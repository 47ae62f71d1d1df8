//! Broadcasting elementwise kernels
//!
//! Binary kernels broadcast their operands with NumPy rules using ndarray's
//! zero-cost views; nothing is allocated beyond the output. Undefined
//! dtype/op pairs (arithmetic on bool, ordering on complex, negating an
//! unsigned integer) are rejected with an opaque engine error the core
//! propagates unchanged.

use ndarray::{ArrayViewD, IxDyn, Zip};
use num_complex::Complex32;
use num_traits::One;
use tensile_core::{Dtype, Error, Result, ScalarValue};

use crate::dispatch::{dispatch_float, dispatch_numeric, dispatch_real, dispatch_signed};
use crate::tensor::CpuTensor;

pub(crate) fn engine_err(msg: impl Into<String>) -> Error {
    Error::Engine(msg.into())
}

/// Compute the broadcast shape of two input shapes.
///
/// Dimensions are compared from the right; each pair must be equal or one
/// of them 1. Incompatible shapes are a kernel-level rejection.
pub fn broadcast_shapes(shape_a: &[usize], shape_b: &[usize]) -> Result<Vec<usize>> {
    let ndim_out = shape_a.len().max(shape_b.len());
    let mut result = vec![0; ndim_out];

    for i in 0..ndim_out {
        let dim_a = if i < shape_a.len() {
            shape_a[shape_a.len() - 1 - i]
        } else {
            1
        };
        let dim_b = if i < shape_b.len() {
            shape_b[shape_b.len() - 1 - i]
        } else {
            1
        };

        if dim_a == dim_b || dim_a == 1 || dim_b == 1 {
            result[ndim_out - 1 - i] = dim_a.max(dim_b);
        } else {
            return Err(engine_err(format!(
                "cannot broadcast {shape_a:?} with {shape_b:?}"
            )));
        }
    }

    Ok(result)
}

fn binary_typed<T: bytemuck::Pod>(
    a: &CpuTensor,
    b: &CpuTensor,
    f: impl Fn(T, T) -> T,
) -> Result<CpuTensor> {
    let a_vals: Vec<T> = a.values();
    let b_vals: Vec<T> = b.values();
    let av = ArrayViewD::from_shape(IxDyn(a.shape()), &a_vals)
        .map_err(|e| engine_err(e.to_string()))?;
    let bv = ArrayViewD::from_shape(IxDyn(b.shape()), &b_vals)
        .map_err(|e| engine_err(e.to_string()))?;

    // Fast path: same shape, no broadcasting needed.
    if a.shape() == b.shape() {
        let out = Zip::from(&av).and(&bv).map_collect(|&x, &y| f(x, y));
        return CpuTensor::from_values(
            &out.into_raw_vec_and_offset().0,
            a.shape().to_vec(),
            a.dtype(),
        );
    }

    let out_shape = broadcast_shapes(a.shape(), b.shape())?;
    let dim = IxDyn(&out_shape);
    // The shapes were validated above; the views always broadcast.
    let av = av
        .broadcast(dim.clone())
        .ok_or_else(|| engine_err("broadcast failed"))?;
    let bv = bv
        .broadcast(dim)
        .ok_or_else(|| engine_err("broadcast failed"))?;
    let out = Zip::from(&av).and(&bv).map_collect(|&x, &y| f(x, y));
    CpuTensor::from_values(&out.into_raw_vec_and_offset().0, out_shape, a.dtype())
}

fn unary_typed<T: bytemuck::Pod>(a: &CpuTensor, f: impl Fn(T) -> T) -> Result<CpuTensor> {
    let out: Vec<T> = a.values().into_iter().map(f).collect();
    CpuTensor::from_values(&out, a.shape().to_vec(), a.dtype())
}

fn check_same_dtype(a: &CpuTensor, b: &CpuTensor) -> Result<()> {
    // Operand promotion is the caller's business; the kernel only works on
    // matching dtypes.
    if a.dtype() != b.dtype() {
        return Err(engine_err(format!(
            "kernel dtype mismatch: {} vs {}",
            a.dtype(),
            b.dtype()
        )));
    }
    Ok(())
}

pub fn add(a: &CpuTensor, b: &CpuTensor) -> Result<CpuTensor> {
    check_same_dtype(a, b)?;
    dispatch_numeric!(a.dtype(), T => binary_typed::<T>(a, b, |x, y| x + y),
        Err(engine_err(format!("add is undefined for {}", a.dtype()))))
}

pub fn multiply(a: &CpuTensor, b: &CpuTensor) -> Result<CpuTensor> {
    check_same_dtype(a, b)?;
    dispatch_numeric!(a.dtype(), T => binary_typed::<T>(a, b, |x, y| x * y),
        Err(engine_err(format!("multiply is undefined for {}", a.dtype()))))
}

pub fn minimum(a: &CpuTensor, b: &CpuTensor) -> Result<CpuTensor> {
    check_same_dtype(a, b)?;
    dispatch_real!(a.dtype(), T => binary_typed::<T>(a, b, |x, y| if y < x { y } else { x }),
        Err(engine_err(format!("minimum is undefined for {}", a.dtype()))))
}

pub fn maximum(a: &CpuTensor, b: &CpuTensor) -> Result<CpuTensor> {
    check_same_dtype(a, b)?;
    dispatch_real!(a.dtype(), T => binary_typed::<T>(a, b, |x, y| if y > x { y } else { x }),
        Err(engine_err(format!("maximum is undefined for {}", a.dtype()))))
}

pub fn negative(a: &CpuTensor) -> Result<CpuTensor> {
    dispatch_signed!(a.dtype(), T => unary_typed::<T>(a, |x| -x),
        Err(engine_err(format!("negative is undefined for {}", a.dtype()))))
}

pub fn reciprocal(a: &CpuTensor) -> Result<CpuTensor> {
    if a.dtype() == Dtype::Complex64 {
        return unary_typed::<Complex32>(a, |x| x.inv());
    }
    dispatch_float!(a.dtype(), T => unary_typed::<T>(a, |x| T::one() / x),
        Err(engine_err(format!("reciprocal is undefined for {}", a.dtype()))))
}

/// Value conversion to another dtype: one explicit cast step per element,
/// never a bit reinterpretation.
pub fn astype(a: &CpuTensor, dtype: Dtype) -> Result<CpuTensor> {
    if a.dtype() == dtype {
        return Ok(a.clone());
    }
    let mut bytes = Vec::with_capacity(a.size() * dtype.size_of());
    for value in scalar_values(a) {
        bytes.extend_from_slice(&value.cast(dtype)?.to_bytes());
    }
    CpuTensor::new(bytes, a.shape().to_vec(), dtype)
}

fn scalar_values(a: &CpuTensor) -> Vec<ScalarValue> {
    match a.dtype() {
        Dtype::Bool => a
            .values::<u8>()
            .into_iter()
            .map(|v| ScalarValue::Bool(v != 0))
            .collect(),
        Dtype::UInt8 => a.values::<u8>().into_iter().map(ScalarValue::UInt8).collect(),
        Dtype::UInt16 => a
            .values::<u16>()
            .into_iter()
            .map(ScalarValue::UInt16)
            .collect(),
        Dtype::UInt32 => a
            .values::<u32>()
            .into_iter()
            .map(ScalarValue::UInt32)
            .collect(),
        Dtype::UInt64 => a
            .values::<u64>()
            .into_iter()
            .map(ScalarValue::UInt64)
            .collect(),
        Dtype::Int8 => a.values::<i8>().into_iter().map(ScalarValue::Int8).collect(),
        Dtype::Int16 => a
            .values::<i16>()
            .into_iter()
            .map(ScalarValue::Int16)
            .collect(),
        Dtype::Int32 => a
            .values::<i32>()
            .into_iter()
            .map(ScalarValue::Int32)
            .collect(),
        Dtype::Int64 => a
            .values::<i64>()
            .into_iter()
            .map(ScalarValue::Int64)
            .collect(),
        Dtype::Float16 => a
            .values::<half::f16>()
            .into_iter()
            .map(ScalarValue::Float16)
            .collect(),
        Dtype::BFloat16 => a
            .values::<half::bf16>()
            .into_iter()
            .map(ScalarValue::BFloat16)
            .collect(),
        Dtype::Float32 => a
            .values::<f32>()
            .into_iter()
            .map(ScalarValue::Float32)
            .collect(),
        Dtype::Float64 => a
            .values::<f64>()
            .into_iter()
            .map(ScalarValue::Float64)
            .collect(),
        Dtype::Complex64 => a
            .values::<Complex32>()
            .into_iter()
            .map(ScalarValue::Complex64)
            .collect(),
    }
}
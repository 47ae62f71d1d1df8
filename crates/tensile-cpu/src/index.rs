//! Reference index resolution
//!
//! Turns a heterogeneous index expression into a gather plan. This is the
//! engine-side collaborator the core delegates to; the semantics here cover
//! the common forms (integers, slices, ellipsis, zipped index arrays) and
//! reject the exotic ones rather than guessing.

use tensile_core::{GatherPlan, IndexOp};

use crate::kernels::engine_err;
use crate::tensor::CpuTensor;

pub fn resolve(
    shape: &[usize],
    ops: &[IndexOp<CpuTensor>],
) -> tensile_core::Result<GatherPlan<CpuTensor>> {
    let rank = shape.len();
    let consuming = ops
        .iter()
        .filter(|op| !matches!(op, IndexOp::NewAxis | IndexOp::Ellipsis))
        .count();
    if consuming > rank {
        return Err(engine_err(format!(
            "{consuming} indices for an array of rank {rank}"
        )));
    }
    if ops.iter().filter(|op| matches!(op, IndexOp::Ellipsis)).count() > 1 {
        return Err(engine_err("an index expression may hold one ellipsis"));
    }

    let mut starts: Vec<i64> = vec![0; rank];
    let mut stops: Vec<i64> = shape.iter().map(|&n| n as i64).collect();
    let mut steps: Vec<i64> = vec![1; rank];
    let mut narrowed = vec![false; rank];
    let mut gather: Vec<(i32, CpuTensor)> = Vec::new();

    let mut axis = 0usize;
    for op in ops {
        match op {
            IndexOp::Ellipsis => {
                // Leave the skipped axes at their full range.
                axis += rank - consuming;
            }
            IndexOp::NewAxis => {
                // Inserted axes do not select destination elements; the
                // update value's shape is the kernel's concern.
            }
            IndexOp::Index(i) => {
                let dim = shape[axis] as i64;
                let i = if *i < 0 { i + dim } else { *i };
                if i < 0 || i >= dim {
                    return Err(engine_err(format!(
                        "index {i} out of range for axis {axis} of size {dim}"
                    )));
                }
                starts[axis] = i;
                stops[axis] = i + 1;
                narrowed[axis] = true;
                axis += 1;
            }
            IndexOp::Slice { start, stop, step } => {
                if *step < 1 {
                    return Err(engine_err(format!("unsupported slice step {step}")));
                }
                let dim = shape[axis] as i64;
                let s = start.unwrap_or(0).clamp(-dim, dim);
                let s = if s < 0 { s + dim } else { s };
                let e = stop.unwrap_or(dim).clamp(-dim, dim);
                let e = if e < 0 { e + dim } else { e };
                starts[axis] = s;
                stops[axis] = e.max(s);
                steps[axis] = *step;
                narrowed[axis] = s != 0 || e != dim || *step != 1;
                axis += 1;
            }
            IndexOp::Array(h) => {
                gather.push((axis as i32, h.clone()));
                axis += 1;
            }
        }
    }

    if !gather.is_empty() {
        // Mixing gathers with narrowed axes needs the full resolution
        // machinery; this reference covers index arrays on otherwise
        // untouched arrays.
        if narrowed.iter().any(|&n| n) {
            return Err(engine_err(
                "mixed slice and index-array expressions are not supported",
            ));
        }
        let (axes, indices): (Vec<i32>, Vec<CpuTensor>) = gather.into_iter().unzip();
        return Ok(GatherPlan::Gather { indices, axes });
    }

    if narrowed.iter().all(|&n| !n) {
        return Ok(GatherPlan::Full);
    }

    Ok(GatherPlan::Slice {
        starts,
        stops,
        strides: steps,
    })
}

#[cfg(test)]
mod tests {
    use super::*;
    use tensile_core::Dtype;

    fn index_i32(values: &[i32]) -> CpuTensor {
        CpuTensor::from_values(values, vec![values.len()], Dtype::Int32).unwrap()
    }

    #[test]
    fn test_empty_expression_is_full() {
        assert!(matches!(resolve(&[2, 3], &[]).unwrap(), GatherPlan::Full));
    }

    #[test]
    fn test_full_slices_are_full() {
        let ops = vec![IndexOp::full(), IndexOp::full()];
        assert!(matches!(resolve(&[2, 3], &ops).unwrap(), GatherPlan::Full));
    }

    #[test]
    fn test_ellipsis_pads_to_full() {
        let ops = vec![IndexOp::Ellipsis];
        assert!(matches!(resolve(&[2, 3], &ops).unwrap(), GatherPlan::Full));
    }

    #[test]
    fn test_integer_narrows() {
        let ops = vec![IndexOp::Index(1)];
        match resolve(&[3, 2], &ops).unwrap() {
            GatherPlan::Slice {
                starts,
                stops,
                strides,
            } => {
                assert_eq!(starts, vec![1, 0]);
                assert_eq!(stops, vec![2, 2]);
                assert_eq!(strides, vec![1, 1]);
            }
            other => panic!("expected slice plan, got {other:?}"),
        }
    }

    #[test]
    fn test_negative_integer_wraps() {
        let ops = vec![IndexOp::Index(-1)];
        match resolve(&[3], &ops).unwrap() {
            GatherPlan::Slice { starts, stops, .. } => {
                assert_eq!(starts, vec![2]);
                assert_eq!(stops, vec![3]);
            }
            other => panic!("expected slice plan, got {other:?}"),
        }
    }

    #[test]
    fn test_index_array_gathers() {
        let ops = vec![IndexOp::Array(index_i32(&[0, 1, 0]))];
        match resolve(&[2], &ops).unwrap() {
            GatherPlan::Gather { indices, axes } => {
                assert_eq!(axes, vec![0]);
                assert_eq!(indices.len(), 1);
            }
            other => panic!("expected gather plan, got {other:?}"),
        }
    }

    #[test]
    fn test_too_many_indices() {
        let ops = vec![IndexOp::Index(0), IndexOp::Index(0)];
        assert!(resolve(&[3], &ops).is_err());
    }

    #[test]
    fn test_mixed_gather_and_narrowing_rejected() {
        let ops = vec![IndexOp::Index(0), IndexOp::Array(index_i32(&[0]))];
        assert!(resolve(&[2, 2], &ops).is_err());
    }
}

-=-=-=-=-

== EXERCISE OBJECTIVE ==
Looking back over the listing above, how many lines include the word "bytes"? Give the number and nothing more.

== EXPECTED OUTPUT ==
3